» GIVEN DATA:

//! Per-element and global transform state.
//!
//! [`TransformState`] captures an element's resolved perspective and
//! transform matrices. It is allocated lazily by the tree layer and
//! released again once all slots are empty, since the overwhelming
//! majority of elements carry no transform.
//!
//! [`ViewState`] is the global analogue for the camera: a projection and
//! a view matrix whose product, and that product's inverse, are cached
//! until either input is replaced.

use crate::math::{Matrix4, Vector2, Vector3, Vector4};

/// Perspective applied to an element's children: distance plus the
/// vanishing point in document coordinates. Produces the matrix
/// `translate(vanish) × perspective(distance) × translate(-vanish)`.
#[derive(Debug, Clone, Copy, PartialEq)]
pub struct Perspective {
  pub distance: f32,
  pub vanish: Vector2,
}

impl Perspective {
  pub fn projection(&self) -> Matrix4 {
    Matrix4::from_rows(
      [1.0, 0.0, -self.vanish.x / self.distance, 0.0],
      [0.0, 1.0, -self.vanish.y / self.distance, 0.0],
      [0.0, 0.0, 1.0, 0.0],
      [0.0, 0.0, -1.0 / self.distance, 1.0],
    )
  }
}

/// Optional matrix slots for one element, with a cached inverse of the
/// combined recursive transform.
#[derive(Debug, Clone, Default)]
pub struct TransformState {
  perspective: Option<Matrix4>,
  local_perspective: Option<Matrix4>,
  transform: Option<Matrix4>,
  parent_recursive_transform: Option<Matrix4>,
  inverse: Option<Matrix4>,
  inverse_dirty: bool,
}

impl TransformState {
  pub fn new() -> Self {
    Self::default()
  }

  /// Each setter reports whether the stored value actually changed, so
  /// the caller can decide whether children need re-dirtying.
  pub fn set_perspective(&mut self, perspective: Option<Matrix4>) -> bool {
    let changed = self.perspective != perspective;
    self.perspective = perspective;
    changed
  }

  pub fn set_local_perspective(&mut self, local_perspective: Option<Matrix4>) -> bool {
    let changed = self.local_perspective != local_perspective;
    self.local_perspective = local_perspective;
    changed
  }

  pub fn set_transform(&mut self, transform: Option<Matrix4>) -> bool {
    let changed = self.transform != transform;
    if changed {
      self.transform = transform;
      self.inverse_dirty = true;
    }
    changed
  }

  pub fn set_parent_recursive_transform(&mut self, transform: Option<Matrix4>) -> bool {
    let changed = self.parent_recursive_transform != transform;
    if changed {
      self.parent_recursive_transform = transform;
      self.inverse_dirty = true;
    }
    changed
  }

  pub fn perspective(&self) -> Option<&Matrix4> {
    self.perspective.as_ref()
  }

  pub fn local_perspective(&self) -> Option<&Matrix4> {
    self.local_perspective.as_ref()
  }

  pub fn transform(&self) -> Option<&Matrix4> {
    self.transform.as_ref()
  }

  pub fn parent_recursive_transform(&self) -> Option<&Matrix4> {
    self.parent_recursive_transform.as_ref()
  }

  /// Parent recursive transform times local transform; whichever is
  /// present when only one is; `None` when neither is.
  pub fn recursive_transform(&self) -> Option<Matrix4> {
    match (&self.parent_recursive_transform, &self.transform) {
      (Some(parent), Some(own)) => Some(parent.multiply(own)),
      (Some(parent), None) => Some(*parent),
      (None, Some(own)) => Some(*own),
      (None, None) => None,
    }
  }

  /// All slots unset. The owning element releases the state then.
  pub fn is_empty(&self) -> bool {
    self.perspective.is_none()
      && self.local_perspective.is_none()
      && self.transform.is_none()
      && self.parent_recursive_transform.is_none()
  }

  /// Applies the recursive transform to a point.
  pub fn apply(&self, point: Vector3) -> Vector3 {
    match self.recursive_transform() {
      Some(m) => m.transform(Vector4::from_point(point)).perspective_divide(),
      None => point,
    }
  }

  /// Applies the inverse of the recursive transform to a point. `None`
  /// when the matrix is singular.
  pub fn unapply(&mut self, point: Vector3) -> Option<Vector3> {
    let inverse = self.inverse_recursive_transform()?;
    Some(inverse.transform(Vector4::from_point(point)).perspective_divide())
  }

  /// Lazily computed inverse of the recursive transform, cached until a
  /// transform slot changes.
  pub fn inverse_recursive_transform(&mut self) -> Option<Matrix4> {
    if self.inverse_dirty {
      self.inverse = self.recursive_transform().and_then(|m| m.inverse());
      self.inverse_dirty = false;
    }
    self.inverse
  }
}

/// Global camera state: projection and view matrices with a cached
/// combined inverse.
#[derive(Debug, Clone, Default)]
pub struct ViewState {
  projection: Option<Matrix4>,
  view: Option<Matrix4>,
  projection_view_inverse: Option<Matrix4>,
  inverse_dirty: bool,
}

impl ViewState {
  pub fn new() -> Self {
    Self::default()
  }

  pub fn set_projection(&mut self, projection: Option<Matrix4>) {
    self.projection = projection;
    self.inverse_dirty = true;
  }

  pub fn set_view(&mut self, view: Option<Matrix4>) {
    self.view = view;
    self.inverse_dirty = true;
  }

  pub fn projection_view(&self) -> Option<Matrix4> {
    match (&self.projection, &self.view) {
      (Some(projection), Some(view)) => Some(projection.multiply(view)),
      (Some(projection), None) => Some(*projection),
      (None, Some(view)) => Some(*view),
      (None, None) => None,
    }
  }

  /// Inverse of `projection × view`, recomputed only after either input
  /// was re-set.
  pub fn projection_view_inverse(&mut self) -> Option<Matrix4> {
    if self.inverse_dirty {
      self.projection_view_inverse = self.projection_view().and_then(|m| m.inverse());
      self.inverse_dirty = false;
    }
    self.projection_view_inverse
  }

  /// World space to clip space.
  pub fn project(&self, point: Vector3) -> Vector3 {
    match self.projection_view() {
      Some(m) => m.transform(Vector4::from_point(point)).perspective_divide(),
      None => point,
    }
  }

  /// Clip space back to world space. `None` when the camera matrix is
  /// singular.
  pub fn unproject(&mut self, point: Vector3) -> Option<Vector3> {
    let inverse = self.projection_view_inverse()?;
    Some(inverse.transform(Vector4::from_point(point)).perspective_divide())
  }
}
use std::{
    fs::File,
    io::{self, BufRead, BufReader, Read},
    path::{Path, PathBuf},
};

use anyhow::Context;
use noodles::{
    bam, sam,
    sam::alignment::{record::data::field::Tag, record_buf::data::field::Value, RecordBuf},
};

use crate::{alignment::Alignment, error::CountError};

// BAM files are BGZF (gzip) compressed
const BGZF_MAGIC: [u8; 2] = [0x1f, 0x8b];

// Common interface for the SAM and BAM readers
trait RecordSource {
    fn read_next(&mut self, header: &sam::Header, rec: &mut RecordBuf) -> io::Result<usize>;
}

impl<R: BufRead> RecordSource for sam::io::Reader<R> {
    fn read_next(&mut self, header: &sam::Header, rec: &mut RecordBuf) -> io::Result<usize> {
        self.read_record_buf(header, rec)
    }
}

impl<R: Read> RecordSource for bam::io::Reader<R> {
    fn read_next(&mut self, header: &sam::Header, rec: &mut RecordBuf) -> io::Result<usize> {
        self.read_record_buf(header, rec)
    }
}

/// AlignmentReader
///
/// Reads SAM or BAM records from a file and returns the mapped records as Alignments.
/// Unmapped records are skipped (and counted).
///
pub struct AlignmentReader {
    name: PathBuf,
    inner: Box<dyn RecordSource>,
    header: sam::Header,
    record: RecordBuf,
    tag: Tag,
    tag_name: String,
    n_unmapped: usize,
    done: bool,
}

/// Open SAM or BAM file.  The format is detected from the file contents.
/// `tag` is the two character name of the genomic coordinate tag
pub fn open_input<P: AsRef<Path>>(name: P, tag: &str) -> anyhow::Result<AlignmentReader> {
    let name = name.as_ref();
    debug!("Try to open input file {}", name.display());

    let tag_bytes = tag.as_bytes();
    if tag_bytes.len() != 2 {
        return Err(anyhow!("Illegal tag name {}", tag));
    }

    let mut rdr = BufReader::new(
        File::open(name).with_context(|| format!("Failed to open input file {}", name.display()))?,
    );
    let is_bam = rdr
        .fill_buf()
        .with_context(|| format!("Error reading from input file {}", name.display()))?
        .starts_with(&BGZF_MAGIC);

    let (inner, header) = if is_bam {
        debug!("Reading {} as BAM", name.display());
        let mut r = bam::io::Reader::new(rdr);
        let header = r
            .read_header()
            .with_context(|| format!("Error reading BAM header from {}", name.display()))?;
        (Box::new(r) as Box<dyn RecordSource>, header)
    } else {
        debug!("Reading {} as SAM", name.display());
        let mut r = sam::io::Reader::new(rdr);
        let header = r
            .read_header()
            .with_context(|| format!("Error reading SAM header from {}", name.display()))?;
        (Box::new(r) as Box<dyn RecordSource>, header)
    };

    debug!(
        "Input header has {} reference sequences",
        header.reference_sequences().len()
    );

    Ok(AlignmentReader {
        name: name.to_owned(),
        inner,
        header,
        record: RecordBuf::default(),
        tag: Tag::new(tag_bytes[0], tag_bytes[1]),
        tag_name: tag.to_owned(),
        n_unmapped: 0,
        done: false,
    })
}

impl AlignmentReader {
    pub fn n_unmapped(&self) -> usize {
        self.n_unmapped
    }

    // Extract alignment from current record.  Returns None for unmapped records
    fn alignment(&self) -> anyhow::Result<Option<Alignment>> {
        let rec = &self.record;
        if rec.flags().is_unmapped() {
            return Ok(None);
        }
        let read_name = rec
            .name()
            .map(|n| n.to_string())
            .ok_or(CountError::MissingReadName)?;

        let id = match rec.reference_sequence_id() {
            Some(id) => id,
            None => return Ok(None),
        };
        let isoform = self
            .header
            .reference_sequences()
            .get_index(id)
            .map(|(s, _)| s.to_string())
            .ok_or_else(|| {
                anyhow!(
                    "Reference sequence {} for read {} not found in header",
                    id,
                    read_name
                )
            })?;

        let coord_tag = match rec.data().get(&self.tag) {
            None => None,
            Some(Value::String(s)) => Some(s.to_string()),
            Some(Value::Character(c)) => Some(char::from(*c).to_string()),
            Some(_) => {
                return Err(CountError::InvalidCoordinateTag {
                    read: read_name,
                    tag: self.tag_name.clone(),
                }
                .into())
            }
        };

        Ok(Some(Alignment::new(read_name, isoform, coord_tag)))
    }
}

impl Iterator for AlignmentReader {
    type Item = anyhow::Result<Alignment>;

    fn next(&mut self) -> Option<Self::Item> {
        while !self.done {
            match self.inner.read_next(&self.header, &mut self.record) {
                Ok(0) => {
                    debug!("End of input from {}", self.name.display());
                    self.done = true
                }
                Ok(_) => match self.alignment() {
                    Ok(Some(a)) => return Some(Ok(a)),
                    Ok(None) => self.n_unmapped += 1,
                    Err(e) => {
                        self.done = true;
                        return Some(Err(e));
                    }
                },
                Err(e) => {
                    self.done = true;
                    return Some(Err(anyhow::Error::new(e).context(format!(
                        "Error reading record from {}",
                        self.name.display()
                    ))));
                }
            }
        }
        None
    }
}

#[cfg(test)]
pub(crate) mod tests {
    use noodles::sam::alignment::io::Write as _;

    use super::*;

    pub(crate) const SAM_HEADER: &str = "@HD\tVN:1.6\tSO:queryname\n\
        @SQ\tSN:iso1\tLN:1000\n\
        @SQ\tSN:iso2\tLN:1000\n\
        @SQ\tSN:iso3\tLN:1000\n\
        @SQ\tSN:iso99\tLN:1000\n";

    /// SAM line for a mapped read with an optional tag field
    pub(crate) fn sam_line(read: &str, flag: u16, iso: &str, tag: Option<&str>) -> String {
        let mut s = format!(
            "{}\t{}\t{}\t100\t255\t4M\t*\t0\t0\tACGT\t*",
            read, flag, iso
        );
        if let Some(t) = tag {
            s.push('\t');
            s.push_str(t);
        }
        s.push('\n');
        s
    }

    /// Write `SAM_HEADER` and the SAM records in `body` to `path` as a BAM file
    pub(crate) fn write_bam(path: &Path, body: &str) -> anyhow::Result<()> {
        let text = format!("{}{}", SAM_HEADER, body);
        let mut rdr = sam::io::Reader::new(text.as_bytes());
        let header = rdr.read_header()?;
        let mut wrt = bam::io::Writer::new(File::create(path)?);
        wrt.write_header(&header)?;
        for rec in rdr.record_bufs(&header) {
            wrt.write_alignment_record(&header, &rec?)?;
        }
        wrt.try_finish()?;
        Ok(())
    }

    fn read_all(body: &str) -> anyhow::Result<(Vec<Alignment>, usize)> {
        let dir = tempfile::tempdir()?;
        let p = dir.path().join("input.sam");
        std::fs::write(&p, format!("{}{}", SAM_HEADER, body))?;
        let mut rdr = open_input(&p, "XG")?;
        let v = rdr.by_ref().collect::<anyhow::Result<Vec<_>>>()?;
        Ok((v, rdr.n_unmapped()))
    }

    #[test]
    fn reads_mapped_records() {
        let body = [
            sam_line("r1", 0, "iso1", Some("XG:Z:chr1:100")),
            sam_line("r1", 256, "iso2", Some("XG:Z:chr1:100")),
            "r2\t4\t*\t0\t0\t*\t*\t0\t0\tACGT\t*\n".to_owned(),
            sam_line("r3", 0, "iso3", Some("XG:A:+")),
            sam_line("r4", 0, "iso3", None),
        ]
        .concat();
        let (v, n_unmapped) = read_all(&body).unwrap();
        assert_eq!(
            v,
            [
                Alignment::new("r1", "iso1", Some("chr1:100".to_owned())),
                Alignment::new("r1", "iso2", Some("chr1:100".to_owned())),
                Alignment::new("r3", "iso3", Some("+".to_owned())),
                Alignment::new("r4", "iso3", None),
            ]
        );
        assert_eq!(n_unmapped, 1);
    }

    #[test]
    fn bam_input_matches_sam() {
        let body = [
            sam_line("r1", 0, "iso1", Some("XG:Z:chr1:100")),
            sam_line("r1", 256, "iso2", Some("XG:Z:chr1:100")),
            "r2\t4\t*\t0\t0\t*\t*\t0\t0\tACGT\t*\n".to_owned(),
            sam_line("r3", 0, "iso3", Some("XG:A:+")),
            sam_line("r4", 0, "iso3", None),
        ]
        .concat();
        let dir = tempfile::tempdir().unwrap();
        let p = dir.path().join("input.bam");
        write_bam(&p, &body).unwrap();
        assert!(std::fs::read(&p).unwrap().starts_with(&BGZF_MAGIC));

        let mut rdr = open_input(&p, "XG").unwrap();
        let v = rdr.by_ref().collect::<anyhow::Result<Vec<_>>>().unwrap();
        let (from_sam, _) = read_all(&body).unwrap();
        assert_eq!(v, from_sam);
        assert_eq!(v.len(), 4);
        assert_eq!(rdr.n_unmapped(), 1);
    }

    #[test]
    fn non_string_tag_fails() {
        let body = sam_line("r1", 0, "iso1", Some("XG:i:100"));
        let e = read_all(&body).unwrap_err();
        assert_eq!(
            e.downcast::<CountError>().unwrap(),
            CountError::InvalidCoordinateTag {
                read: "r1".to_owned(),
                tag: "XG".to_owned()
            }
        );
    }

    #[test]
    fn other_tags_are_ignored() {
        let body = sam_line("r1", 0, "iso1", Some("NH:i:2\tXG:Z:chr2:5"));
        let (v, _) = read_all(&body).unwrap();
        assert_eq!(v[0].coord_tag(), Some("chr2:5"));
    }

    #[test]
    fn bad_tag_name() {
        assert!(open_input("unused.sam", "XGX").is_err());
    }

    #[test]
    fn missing_input_file() {
        assert!(open_input("/nonexistent/input.bam", "XG").is_err());
    }
}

» EXERCISE OBJECTIVE: For every line of the entries holding the string "children", add one to a tally; give the final figure only.

» REPLY TO THE EXERCISE: 2